Two bodies,one held 0.98m vertically above other,are released simultaneously and fall freely under gravity.After 2 seconds,their relative separation is?
since the acc on them is constant (9.8 m/s) hence till the time the body vertically high covers o.98 m the second body wuld have been displaced 0.98mts downward n iff the downfall continues for infinity sio the distance between the two bodies wuld always be 0.98 m fo the nth second
Education
Let the body 0.98 m above be B and the lower body be B*.
THEREFORE:- for B
u= 0m/s
g=(-9.8)m/s² ( - sign because of sign convention)
t=2 s
So By - S= ut+½at²
S=½(-9.8)(4)
S= -19.6 m.-------1)
For second body B*
u=0
a=-9.8m/s²
t=2 s
S*=ut+½at²
S*=½(-9.8)(4)
S*= (-19.6m)
Therefore S*=S. SO initial separation is equal to final separation = 0.98m. This is the answer.

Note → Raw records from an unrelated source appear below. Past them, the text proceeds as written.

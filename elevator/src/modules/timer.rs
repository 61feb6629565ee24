use std::time::Duration;

use crossbeam_channel::{select, Receiver, TryRecvError};

/// The fleet asked the loop to stop. Not an error: the loop unwinds to a
/// safe point and exits.
#[derive(Debug, Clone, Copy, PartialEq, Eq)]
pub struct Cancelled;

/// Any message, or the sender going away, means shut down.
pub fn is_cancelled(shutdown_rx: &Receiver<()>) -> bool {
    !matches!(shutdown_rx.try_recv(), Err(TryRecvError::Empty))
}

/// Sleeps for `duration` unless the shutdown signal arrives first.
pub fn sleep(shutdown_rx: &Receiver<()>, duration: Duration) -> Result<(), Cancelled> {
    if is_cancelled(shutdown_rx) {
        return Err(Cancelled);
    }
    select! {
        recv(shutdown_rx) -> _ => Err(Cancelled),
        default(duration) => Ok(()),
    }
}
//! Error types shared by every crate of the building.

use std::io;

use crate::direction::Direction;
use crate::ElevatorId;

/// Why a request was refused before it reached any elevator.
#[derive(Debug, Clone, PartialEq, Eq, thiserror::Error)]
pub enum RequestError {
    #[error("floor {floor} is outside the building (0..{total_floors})")]
    InvalidFloor { floor: u8, total_floors: u8 },

    #[error("call floor and target floor are both {floor}")]
    DegenerateRequest { floor: u8 },

    #[error("hall direction {direction:?} does not lead from floor {call_floor} to floor {target_floor}")]
    DirectionMismatch {
        call_floor: u8,
        target_floor: u8,
        direction: Direction,
    },
}

#[derive(Debug, Clone, PartialEq, Eq, thiserror::Error)]
pub enum ElevatorError {
    /// The execution loop of this elevator has exited and no longer accepts work.
    #[error("elevator {id} is stopped")]
    Stopped { id: ElevatorId },
}

#[derive(Debug, Clone, PartialEq, Eq, thiserror::Error)]
pub enum DispatchError {
    #[error("request rejected: {0}")]
    InvalidRequest(#[from] RequestError),

    #[error("no elevators available")]
    NoElevatorsAvailable,

    #[error("could not hand over request: {0}")]
    ElevatorStopped(#[from] ElevatorError),
}

#[derive(Debug, thiserror::Error)]
pub enum FleetError {
    /// A collaborator referenced an elevator that does not exist.
    #[error("elevator id {id} is out of range (fleet has {count})")]
    InvalidElevatorId { id: ElevatorId, count: usize },

    #[error("failed to spawn elevator thread: {0}")]
    Spawn(#[from] io::Error),
}

#[derive(Debug, thiserror::Error)]
pub enum ConfigError {
    #[error("failed to read config file: {0}")]
    Io(#[from] io::Error),

    #[error("failed to parse config file: {0}")]
    Json(#[from] serde_json::Error),

    #[error("invalid configuration: {0}")]
    Invalid(String),
}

To determine the relative separation between the two bodies after 2 seconds, we can use the equations of motion for a freely falling object under gravity. The key equation we need is:
h = ut + (1/2)at^2
where:
h is the height or separation of the bodies,
u is the initial velocity (which is 0 since both bodies are released),
a is the acceleration due to gravity (approximately 9.8 m/s^2),
t is the time (2 seconds in this case).
First, let's find the separation for each body after 2 seconds.
For the body held 0.98m vertically above the other:
h1 = (0 * 2) + (0.5 * 9.8 * 2^2)
For the body below:
h2 = (0 * 2) + (0.5 * 9.8 * 2^2)
Now, let's find the relative separation between the two bodies by subtracting these values:
Relative separation = h2 - h1
Substituting the values, we get:
Relative separation = [(0 * 2) + (0.5 * 9.8 * 2^2)] - [(0 * 2) + (0.5 * 9.8 * 2^2)]
Simplifying:
Relative separation = 0
Therefore, the relative separation between the two bodies after 2 seconds is 0 meters.